Fortunately, metformin with lifestyle modifications with or without sulfonylureas is usually sufficient for the treatment of type 2 diabetes in children.

Insulin and Type 2 Diabetes in Children

Insulins are safe and effective in the management of hyperglycemia in children. The most commonly used insulins in children are aspart, glulisine, lispro, regular, neutral protamine Hagedorn, detemir, and glargine.

The discussion of insulins’ use in the management of type 2 diabetes in children is not covered in this article but there are certain points that should be emphasized about when to use insulin in a child with type 2 diabetes.

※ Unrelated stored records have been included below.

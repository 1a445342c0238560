use keycount_core::KeywordTable;

use crate::source::{ByteSource, ScanError};
use crate::word::{next_word, MAX_WORD_LEN};

/// Totals from one full pass over a source. These feed logging only; the
/// report is read from the table itself.
#[derive(Debug, Clone, Copy, PartialEq, Eq, Default)]
pub struct ScanStats {
    pub words: u64,
    pub keyword_hits: u64,
}

/// Drives `source` to exhaustion one token at a time, counting keyword
/// occurrences into `table`.
///
/// Tokens are filtered to those starting with an ASCII letter before the
/// lookup is attempted; every table entry starts with one, so nothing else
/// could match anyway.
pub fn scan<S: ByteSource>(
    source: &mut S,
    table: &mut KeywordTable,
) -> Result<ScanStats, ScanError> {
    let mut word = Vec::with_capacity(MAX_WORD_LEN);
    let mut stats = ScanStats::default();

    while let Some(first) = next_word(source, &mut word, MAX_WORD_LEN)? {
        stats.words += 1;
        if first.is_ascii_alphabetic() && table.record(&word) {
            stats.keyword_hits += 1;
        }
    }

    count_logging::count_debug!(
        "scan done: {} words, {} keyword hits",
        stats.words,
        stats.keyword_hits
    );
    Ok(stats)
}
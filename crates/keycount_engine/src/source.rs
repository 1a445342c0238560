use std::fs::File;
use std::io::{self, BufReader, Read, StdinLock};
use std::path::{Path, PathBuf};

use thiserror::Error;

#[derive(Debug, Error)]
pub enum ScanError {
    #[error("unable to open {path}: {source}")]
    Open {
        path: PathBuf,
        #[source]
        source: io::Error,
    },
    #[error("read failed: {0}")]
    Read(#[from] io::Error),
}

/// Pull-style byte provider: one byte per call, `None` once exhausted.
pub trait ByteSource {
    fn next_byte(&mut self) -> Result<Option<u8>, ScanError>;
}

/// Adapts any `Read` into a `ByteSource`.
#[derive(Debug)]
pub struct ReaderSource<R> {
    inner: R,
}

impl<R: Read> ReaderSource<R> {
    pub fn new(inner: R) -> Self {
        Self { inner }
    }
}

impl<R: Read> ByteSource for ReaderSource<R> {
    fn next_byte(&mut self) -> Result<Option<u8>, ScanError> {
        let mut byte = [0u8; 1];
        loop {
            match self.inner.read(&mut byte) {
                Ok(0) => return Ok(None),
                Ok(_) => return Ok(Some(byte[0])),
                Err(err) if err.kind() == io::ErrorKind::Interrupted => continue,
                Err(err) => return Err(ScanError::Read(err)),
            }
        }
    }
}

/// The interactive variant: locked stdin.
pub type ConsoleSource = ReaderSource<StdinLock<'static>>;

/// The file variant: a named file opened read-only.
pub type FileSource = ReaderSource<BufReader<File>>;

pub fn console() -> ConsoleSource {
    ReaderSource::new(io::stdin().lock())
}

/// Opens `path` read-only for scanning. The handle is released when the
/// returned source goes out of scope.
pub fn open_file(path: &Path) -> Result<FileSource, ScanError> {
    let file = File::open(path).map_err(|source| ScanError::Open {
        path: path.to_path_buf(),
        source,
    })?;
    Ok(ReaderSource::new(BufReader::new(file)))
}
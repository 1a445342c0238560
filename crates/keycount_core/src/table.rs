use std::cmp::Ordering;

/// The 32 reserved words of C, in strictly ascending byte order.
const C_KEYWORDS: [&str; 32] = [
    "auto", "break", "case", "char", "const", "continue", "default", "do", "double", "else",
    "enum", "extern", "float", "for", "goto", "if", "int", "long", "register", "return", "short",
    "signed", "sizeof", "static", "struct", "switch", "typedef", "union", "unsigned", "void",
    "volatile", "while",
];

/// One keyword paired with its occurrence counter.
#[derive(Debug, Clone, PartialEq, Eq)]
pub struct KeywordEntry {
    pub word: &'static str,
    pub count: u64,
}

/// An immutable, sorted vocabulary of keywords with mutable counters.
///
/// Lookup correctness depends on the entries staying strictly ascending by
/// byte-wise word order; the constructor asserts it and nothing resizes or
/// reorders the table afterwards.
#[derive(Debug, Clone, PartialEq, Eq)]
pub struct KeywordTable {
    entries: Vec<KeywordEntry>,
}

impl KeywordTable {
    /// Builds the standard table of C's reserved words, all counters zero.
    pub fn c_keywords() -> Self {
        Self::from_words(&C_KEYWORDS)
    }

    /// Builds a table from an arbitrary vocabulary.
    ///
    /// Panics unless `words` is strictly ascending in byte order.
    pub fn from_words(words: &[&'static str]) -> Self {
        assert!(
            words.windows(2).all(|pair| pair[0] < pair[1]),
            "keyword table must be strictly ascending"
        );
        let entries = words
            .iter()
            .map(|&word| KeywordEntry { word, count: 0 })
            .collect();
        Self { entries }
    }

    pub fn len(&self) -> usize {
        self.entries.len()
    }

    pub fn is_empty(&self) -> bool {
        self.entries.is_empty()
    }

    pub fn entries(&self) -> &[KeywordEntry] {
        &self.entries
    }

    /// Binary search over the sorted entries, byte-wise three-way comparison
    /// of the whole token. Half-open bounds halve until they cross.
    fn position(&self, token: &[u8]) -> Option<usize> {
        let mut low = 0;
        let mut high = self.entries.len();
        while low < high {
            let mid = low + (high - low) / 2;
            match token.cmp(self.entries[mid].word.as_bytes()) {
                Ordering::Less => high = mid,
                Ordering::Greater => low = mid + 1,
                Ordering::Equal => return Some(mid),
            }
        }
        None
    }

    /// Looks up a token by exact byte equality.
    pub fn find(&self, token: &[u8]) -> Option<&KeywordEntry> {
        self.position(token).map(|i| &self.entries[i])
    }

    /// Looks up a token by exact byte equality, yielding the mutable entry.
    pub fn find_mut(&mut self, token: &[u8]) -> Option<&mut KeywordEntry> {
        self.position(token).map(|i| &mut self.entries[i])
    }

    /// Increments the matched entry's counter. Returns whether the token was
    /// a keyword; a miss leaves the table untouched.
    pub fn record(&mut self, token: &[u8]) -> bool {
        match self.find_mut(token) {
            Some(entry) => {
                entry.count += 1;
                true
            }
            None => false,
        }
    }
}
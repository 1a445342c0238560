//! Keycount engine: byte sources, the word tokenizer, and the scan loop.
mod scan;
mod source;
mod word;

pub use scan::{scan, ScanStats};
pub use source::{
    console, open_file, ByteSource, ConsoleSource, FileSource, ReaderSource, ScanError,
};
pub use word::{next_word, MAX_WORD_LEN};
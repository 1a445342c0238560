//! Logging initialization for the keycount binary.
//!
//! Logs default to the terminal on stderr, keeping stdout reserved for the
//! report; the file destination writes `./keycount.log`.

use std::fs::File;
use std::path::PathBuf;

use log::LevelFilter;
use simplelog::{
    ColorChoice, CombinedLogger, Config, ConfigBuilder, SharedLogger, TermLogger, TerminalMode,
    WriteLogger,
};

/// Destination for log output.
#[allow(dead_code)]
pub enum LogDestination {
    /// Write to ./keycount.log in the current directory.
    File,
    /// Write to the terminal (stderr).
    Terminal,
    /// Write to both file and terminal.
    Both,
}

/// Initialize the logger with the specified destination.
pub fn initialize(destination: LogDestination) {
    // Quiet in release builds; the scan details are debug-level anyway.
    let level = if cfg!(debug_assertions) {
        LevelFilter::Debug
    } else {
        LevelFilter::Warn
    };

    let config = build_config();

    let loggers: Vec<Box<dyn SharedLogger>> = match destination {
        LogDestination::File => {
            if let Some(file_logger) = create_file_logger(level, config) {
                vec![file_logger]
            } else {
                return;
            }
        }
        LogDestination::Terminal => {
            vec![TermLogger::new(
                level,
                config,
                TerminalMode::Stderr,
                ColorChoice::Auto,
            )]
        }
        LogDestination::Both => {
            let mut loggers: Vec<Box<dyn SharedLogger>> = vec![TermLogger::new(
                level,
                config.clone(),
                TerminalMode::Stderr,
                ColorChoice::Auto,
            )];
            if let Some(file_logger) = create_file_logger(level, config) {
                loggers.push(file_logger);
            }
            loggers
        }
    };

    let _ = CombinedLogger::init(loggers);
}

fn build_config() -> Config {
    ConfigBuilder::new()
        .set_time_format_rfc3339()
        .set_target_level(LevelFilter::Error)
        .build()
}

fn create_file_logger(level: LevelFilter, config: Config) -> Option<Box<WriteLogger<File>>> {
    let log_path = PathBuf::from("./keycount.log");
    match File::create(&log_path) {
        Ok(file) => Some(WriteLogger::new(level, config, file)),
        Err(err) => {
            eprintln!("Warning: Could not create log file at {log_path:?}: {err}");
            None
        }
    }
}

Children who present with diabetic ketoacidosis and thin children with type 2 diabetes might benefit from an insulin without any delay. Additionally, children who present with a random plasma glucose concentration of 250 mg/dL or more should be started on insulin. Children who have a hemoglobin A1C percentage of more than 9 % are better-off with insulin therapy from the beginning.

The use of insulin in the management of type 2 diabetes in children is usually temporary. The rationale behind the temporary use of insulin is the hypothesis that using exogenous insulin would allow the beta-cells to rest and recover. After the initial period of using insulin, the child can be gradually titrated down from insulin and maintained on oral hypoglycemic therapy.